On Behalf of | Jan 18, 2024 | Child Custody, Divorce

Having a court order to establish divorce-related decisions and rules can be helpful for you and your former spouse. However, it might not always be necessary under some circumstances involving child custody and visitation. If both parents have legal custody, they may not need a court order. Instead, the court expects them to collaborate, allowing them to fulfill their parental rights adequately.
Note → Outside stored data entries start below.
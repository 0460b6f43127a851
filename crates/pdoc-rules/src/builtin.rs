//! # Built-in Vietnamese PDPL Tables
//!
//! The reference tables shipped with the generator, built around the
//! Personal Data Protection Law 2025 and Decree 13/2023/ND-CP:
//!
//! | Table | Contents |
//! |-------|----------|
//! | Industries | technology, finance, healthcare, education, ecommerce, manufacturing (+ aliases) |
//! | Complexity | 3 × 3 business size × processing volume |
//! | Cultural styles | 3 × 3 region × communication style |
//! | Cultural records | north/formal, north/modern, central/formal, south/modern, south/casual |
//! | Legal requirements | 11 baseline obligations |
//! | Security checks | safeguards, A05 supervision, breach response, access control |
//!
//! Keywords are lowercase; the validator matches them against lowercased
//! document text.

use std::collections::BTreeMap;

use pdoc_core::{
    BusinessSize, CommunicationStyle, DataVolume, DocumentType, Formality, LanguageComplexity,
    Localized, Region,
};

use crate::tables::{
    ComplexityLevel, CulturalRecord, IndustryEntry, IndustryRequirement, LegalRequirement,
    RegionalRecord, RuleTables, SecurityCheck,
};

/// Citation of the framework law.
pub const PDPL_2025: &str = "Luật Bảo vệ dữ liệu cá nhân 2025";
/// Citation prefix of the implementing decree.
pub const DECREE_13: &str = "Nghị định 13/2023/NĐ-CP";

fn l(vi: &str, en: &str) -> Localized {
    Localized::new(vi, en)
}

fn kw(words: &[&str]) -> Vec<String> {
    words.iter().map(|w| w.to_string()).collect()
}

fn decree(article: u32) -> String {
    format!("{DECREE_13}, Điều {article}")
}

impl RuleTables {
    /// The built-in table set.
    pub fn builtin() -> Self {
        Self {
            industries: industries(),
            industry_aliases: [("banking", "finance"), ("retail", "ecommerce")]
                .into_iter()
                .map(|(a, t)| (a.to_string(), t.to_string()))
                .collect(),
            default_industry: generic_industry(),
            complexity: complexity_matrix(),
            cultural_styles: cultural_styles(),
            default_cultural_style: l(
                "phong cách cân bằng theo văn hóa Việt Nam",
                "balanced Vietnamese-culture style",
            ),
            cultural_records: cultural_records(),
            cultural_fallback: cultural_fallback(),
            legal_requirements: legal_requirements(),
            security_checks: security_checks(),
            section_sets: section_sets(),
            section_recommendations: section_recommendations(),
        }
    }
}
Unfortunately, this setup is not for everyone. Since there are no rules to follow, there can be vagueness when determining which parent does what at specific schedules. If there is no court order, both parents retain the following rights:

  • Participating in the upbringing of the child, including moral, religious and basic needs
  • Providing childcare and other necessities
  • Having a say in the child’s arrangements, such as school and other essentials
  • Keeping the child from harm, such as violence and abuse
  • Making decisions involving the child
  • Disciplining the child

If you and your former spouse have a good relationship, you can efficiently allocate time and finalize details to help both parties exercise these rights. Other times, it can be challenging, especially if there is a severe conflict between parents, forcing them to compete and fight over the child. These scenarios can pose risks to the child, potentially warranting legal intervention.

Seeking legal remedies for the child’s safety

If there is reason to believe that the other parent can endanger the child, you can take measures to protect them legally. In these instances, seeking legal counsel can be beneficial in determining the best way to do so. The court may intervene if it is in the child’s best interests.